◆ **Directions for this task**
Repeat all of the records verbatim.

Records from a data source:
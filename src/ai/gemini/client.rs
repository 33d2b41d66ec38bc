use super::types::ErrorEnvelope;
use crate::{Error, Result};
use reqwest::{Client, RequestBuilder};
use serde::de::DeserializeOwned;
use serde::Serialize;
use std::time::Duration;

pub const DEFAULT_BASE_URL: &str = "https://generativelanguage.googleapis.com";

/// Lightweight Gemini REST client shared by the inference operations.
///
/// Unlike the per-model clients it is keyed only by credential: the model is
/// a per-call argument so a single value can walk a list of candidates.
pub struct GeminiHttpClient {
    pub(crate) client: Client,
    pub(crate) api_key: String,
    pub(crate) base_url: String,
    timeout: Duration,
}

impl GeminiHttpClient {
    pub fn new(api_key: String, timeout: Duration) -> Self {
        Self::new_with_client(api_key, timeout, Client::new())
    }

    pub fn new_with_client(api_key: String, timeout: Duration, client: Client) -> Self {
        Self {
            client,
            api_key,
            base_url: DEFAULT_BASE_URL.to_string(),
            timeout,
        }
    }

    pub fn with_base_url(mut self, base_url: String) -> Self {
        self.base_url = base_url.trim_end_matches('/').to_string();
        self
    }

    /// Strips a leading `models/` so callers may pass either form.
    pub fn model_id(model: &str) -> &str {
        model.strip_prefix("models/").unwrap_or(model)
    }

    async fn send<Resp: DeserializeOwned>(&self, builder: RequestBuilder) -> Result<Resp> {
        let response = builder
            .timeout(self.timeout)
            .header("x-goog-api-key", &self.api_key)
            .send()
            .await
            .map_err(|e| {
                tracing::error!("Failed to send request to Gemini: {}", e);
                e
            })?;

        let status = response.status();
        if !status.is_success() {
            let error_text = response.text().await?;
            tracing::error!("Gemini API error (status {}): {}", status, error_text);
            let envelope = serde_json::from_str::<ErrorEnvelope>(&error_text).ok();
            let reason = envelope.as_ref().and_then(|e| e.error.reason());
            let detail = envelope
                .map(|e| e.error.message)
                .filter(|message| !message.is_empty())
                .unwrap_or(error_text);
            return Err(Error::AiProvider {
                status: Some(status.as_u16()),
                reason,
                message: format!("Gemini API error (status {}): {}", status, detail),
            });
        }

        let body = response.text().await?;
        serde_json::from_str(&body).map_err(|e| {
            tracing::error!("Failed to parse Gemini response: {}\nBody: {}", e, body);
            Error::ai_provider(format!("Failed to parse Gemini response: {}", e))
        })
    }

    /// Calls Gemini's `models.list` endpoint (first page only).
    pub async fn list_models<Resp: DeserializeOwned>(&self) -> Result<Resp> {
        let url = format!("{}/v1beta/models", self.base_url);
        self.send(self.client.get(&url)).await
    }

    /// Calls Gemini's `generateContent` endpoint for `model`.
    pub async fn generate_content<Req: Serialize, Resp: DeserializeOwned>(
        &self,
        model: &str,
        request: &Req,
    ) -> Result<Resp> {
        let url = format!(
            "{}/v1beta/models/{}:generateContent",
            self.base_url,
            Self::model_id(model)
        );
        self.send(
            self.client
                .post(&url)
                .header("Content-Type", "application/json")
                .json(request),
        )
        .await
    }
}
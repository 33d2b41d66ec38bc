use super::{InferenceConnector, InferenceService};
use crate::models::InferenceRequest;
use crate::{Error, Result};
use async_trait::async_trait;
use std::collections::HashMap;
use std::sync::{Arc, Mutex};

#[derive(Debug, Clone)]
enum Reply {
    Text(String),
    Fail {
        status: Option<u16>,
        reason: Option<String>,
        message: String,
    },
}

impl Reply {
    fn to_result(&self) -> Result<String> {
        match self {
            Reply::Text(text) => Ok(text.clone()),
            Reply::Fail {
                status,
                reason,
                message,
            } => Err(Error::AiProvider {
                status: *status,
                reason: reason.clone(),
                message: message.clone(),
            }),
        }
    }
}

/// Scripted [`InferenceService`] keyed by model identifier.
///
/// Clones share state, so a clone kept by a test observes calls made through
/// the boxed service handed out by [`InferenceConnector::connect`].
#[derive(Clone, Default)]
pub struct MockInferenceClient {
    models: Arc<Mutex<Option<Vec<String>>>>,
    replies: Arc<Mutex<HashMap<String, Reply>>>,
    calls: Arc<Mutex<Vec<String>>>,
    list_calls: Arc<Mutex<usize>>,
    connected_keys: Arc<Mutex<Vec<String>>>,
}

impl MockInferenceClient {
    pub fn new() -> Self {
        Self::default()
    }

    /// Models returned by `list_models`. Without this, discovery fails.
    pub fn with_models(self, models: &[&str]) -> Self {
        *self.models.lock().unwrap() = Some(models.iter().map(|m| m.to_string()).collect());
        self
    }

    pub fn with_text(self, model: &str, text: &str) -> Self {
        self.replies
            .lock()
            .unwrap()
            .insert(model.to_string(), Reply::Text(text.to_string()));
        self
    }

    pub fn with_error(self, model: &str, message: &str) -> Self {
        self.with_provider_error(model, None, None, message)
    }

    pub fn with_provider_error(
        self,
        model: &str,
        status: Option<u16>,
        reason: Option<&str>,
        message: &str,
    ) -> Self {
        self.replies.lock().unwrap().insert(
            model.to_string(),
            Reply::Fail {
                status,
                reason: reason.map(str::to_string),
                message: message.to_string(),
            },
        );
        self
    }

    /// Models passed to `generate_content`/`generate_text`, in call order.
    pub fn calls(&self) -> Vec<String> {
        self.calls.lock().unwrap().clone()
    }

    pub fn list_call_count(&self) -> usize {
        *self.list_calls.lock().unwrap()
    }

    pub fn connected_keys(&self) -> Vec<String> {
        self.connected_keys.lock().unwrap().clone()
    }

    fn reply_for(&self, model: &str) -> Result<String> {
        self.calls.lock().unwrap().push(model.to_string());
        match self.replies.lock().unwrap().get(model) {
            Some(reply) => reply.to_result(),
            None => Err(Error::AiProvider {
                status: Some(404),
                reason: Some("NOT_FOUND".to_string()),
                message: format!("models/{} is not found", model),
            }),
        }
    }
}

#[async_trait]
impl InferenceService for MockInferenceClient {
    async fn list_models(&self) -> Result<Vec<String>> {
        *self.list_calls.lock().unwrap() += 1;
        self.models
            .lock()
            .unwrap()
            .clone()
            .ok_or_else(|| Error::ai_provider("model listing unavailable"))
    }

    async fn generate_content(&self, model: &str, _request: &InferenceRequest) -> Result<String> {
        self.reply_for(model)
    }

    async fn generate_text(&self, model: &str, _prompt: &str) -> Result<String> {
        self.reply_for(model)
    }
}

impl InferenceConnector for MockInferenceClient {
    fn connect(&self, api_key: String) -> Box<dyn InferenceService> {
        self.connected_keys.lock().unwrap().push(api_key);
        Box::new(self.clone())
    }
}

◆ **Response**
filename src/ai/gemini/client.rs
repository 33d2b41d66ec38bc
use super::types::ErrorEnvelope;
use crate::{Error, Result};
use reqwest::{Client, RequestBuilder};
use serde::de::DeserializeOwned;
use serde::Serialize;
use std::time::Duration;

pub const DEFAULT_BASE_URL: &str = "https://generativelanguage.googleapis.com";

/// Lightweight Gemini REST client shared by the inference operations.
///
/// Unlike the per-model clients it is keyed only by credential: the model is
/// a per-call argument so a single value can walk a list of candidates.
pub struct GeminiHttpClient {
    pub(crate) client: Client,
    pub(crate) api_key: String,
    pub(crate) base_url: String,
    timeout: Duration,
}

impl GeminiHttpClient {
    pub fn new(api_key: String, timeout: Duration) -> Self {
        Self::new_with_client(api_key, timeout, Client::new())
    }

    pub fn new_with_client(api_key: String, timeout: Duration, client: Client) -> Self {
        Self {
            client,
            api_key,
            base_url: DEFAULT_BASE_URL.to_string(),
            timeout,
        }
    }

    pub fn with_base_url(mut self, base_url: String) -> Self {
        self.base_url = base_url.trim_end_matches('/').to_string();
        self
    }

    /// Strips a leading `models/` so callers may pass either form.
    pub fn model_id(model: &str) -> &str {
        model.strip_prefix("models/").unwrap_or(model)
    }

    async fn send<Resp: DeserializeOwned>(&self, builder: RequestBuilder) -> Result<Resp> {
        let response = builder
            .timeout(self.timeout)
            .header("x-goog-api-key", &self.api_key)
            .send()
            .await
            .map_err(|e| {
                tracing::error!("Failed to send request to Gemini: {}", e);
                e
            })?;

        let status = response.status();
        if !status.is_success() {
            let error_text = response.text().await?;
            tracing::error!("Gemini API error (status {}): {}", status, error_text);
            let envelope = serde_json::from_str::<ErrorEnvelope>(&error_text).ok();
            let reason = envelope.as_ref().and_then(|e| e.error.reason());
            let detail = envelope
                .map(|e| e.error.message)
                .filter(|message| !message.is_empty())
                .unwrap_or(error_text);
            return Err(Error::AiProvider {
                status: Some(status.as_u16()),
                reason,
                message: format!("Gemini API error (status {}): {}", status, detail),
            });
        }

        let body = response.text().await?;
        serde_json::from_str(&body).map_err(|e| {
            tracing::error!("Failed to parse Gemini response: {}\nBody: {}", e, body);
            Error::ai_provider(format!("Failed to parse Gemini response: {}", e))
        })
    }

    /// Calls Gemini's `models.list` endpoint (first page only).
    pub async fn list_models<Resp: DeserializeOwned>(&self) -> Result<Resp> {
        let url = format!("{}/v1beta/models", self.base_url);
        self.send(self.client.get(&url)).await
    }

    /// Calls Gemini's `generateContent` endpoint for `model`.
    pub async fn generate_content<Req: Serialize, Resp: DeserializeOwned>(
        &self,
        model: &str,
        request: &Req,
    ) -> Result<Resp> {
        let url = format!(
            "{}/v1beta/models/{}:generateContent",
            self.base_url,
            Self::model_id(model)
        );
        self.send(
            self.client
                .post(&url)
                .header("Content-Type", "application/json")
                .json(request),
        )
        .await
    }
}
repository 33d2b41d66ec38bc
use super::{InferenceConnector, InferenceService};
use crate::models::InferenceRequest;
use crate::{Error, Result};
use async_trait::async_trait;
use std::collections::HashMap;
use std::sync::{Arc, Mutex};

#[derive(Debug, Clone)]
enum Reply {
    Text(String),
    Fail {
        status: Option<u16>,
        reason: Option<String>,
        message: String,
    },
}

impl Reply {
    fn to_result(&self) -> Result<String> {
        match self {
            Reply::Text(text) => Ok(text.clone()),
            Reply::Fail {
                status,
                reason,
                message,
            } => Err(Error::AiProvider {
                status: *status,
                reason: reason.clone(),
                message: message.clone(),
            }),
        }
    }
}

/// Scripted [`InferenceService`] keyed by model identifier.
///
/// Clones share state, so a clone kept by a test observes calls made through
/// the boxed service handed out by [`InferenceConnector::connect`].
#[derive(Clone, Default)]
pub struct MockInferenceClient {
    models: Arc<Mutex<Option<Vec<String>>>>,
    replies: Arc<Mutex<HashMap<String, Reply>>>,
    calls: Arc<Mutex<Vec<String>>>,
    list_calls: Arc<Mutex<usize>>,
    connected_keys: Arc<Mutex<Vec<String>>>,
}

impl MockInferenceClient {
    pub fn new() -> Self {
        Self::default()
    }

    /// Models returned by `list_models`. Without this, discovery fails.
    pub fn with_models(self, models: &[&str]) -> Self {
        *self.models.lock().unwrap() = Some(models.iter().map(|m| m.to_string()).collect());
        self
    }

    pub fn with_text(self, model: &str, text: &str) -> Self {
        self.replies
            .lock()
            .unwrap()
            .insert(model.to_string(), Reply::Text(text.to_string()));
        self
    }

    pub fn with_error(self, model: &str, message: &str) -> Self {
        self.with_provider_error(model, None, None, message)
    }

    pub fn with_provider_error(
        self,
        model: &str,
        status: Option<u16>,
        reason: Option<&str>,
        message: &str,
    ) -> Self {
        self.replies.lock().unwrap().insert(
            model.to_string(),
            Reply::Fail {
                status,
                reason: reason.map(str::to_string),
                message: message.to_string(),
            },
        );
        self
    }

    /// Models passed to `generate_content`/`generate_text`, in call order.
    pub fn calls(&self) -> Vec<String> {
        self.calls.lock().unwrap().clone()
    }

    pub fn list_call_count(&self) -> usize {
        *self.list_calls.lock().unwrap()
    }

    pub fn connected_keys(&self) -> Vec<String> {
        self.connected_keys.lock().unwrap().clone()
    }

    fn reply_for(&self, model: &str) -> Result<String> {
        self.calls.lock().unwrap().push(model.to_string());
        match self.replies.lock().unwrap().get(model) {
            Some(reply) => reply.to_result(),
            None => Err(Error::AiProvider {
                status: Some(404),
                reason: Some("NOT_FOUND".to_string()),
                message: format!("models/{} is not found", model),
            }),
        }
    }
}

#[async_trait]
impl InferenceService for MockInferenceClient {
    async fn list_models(&self) -> Result<Vec<String>> {
        *self.list_calls.lock().unwrap() += 1;
        self.models
            .lock()
            .unwrap()
            .clone()
            .ok_or_else(|| Error::ai_provider("model listing unavailable"))
    }

    async fn generate_content(&self, model: &str, _request: &InferenceRequest) -> Result<String> {
        self.reply_for(model)
    }

    async fn generate_text(&self, model: &str, _prompt: &str) -> Result<String> {
        self.reply_for(model)
    }
}

impl InferenceConnector for MockInferenceClient {
    fn connect(&self, api_key: String) -> Box<dyn InferenceService> {
        self.connected_keys.lock().unwrap().push(api_key);
        Box::new(self.clone())
    }
}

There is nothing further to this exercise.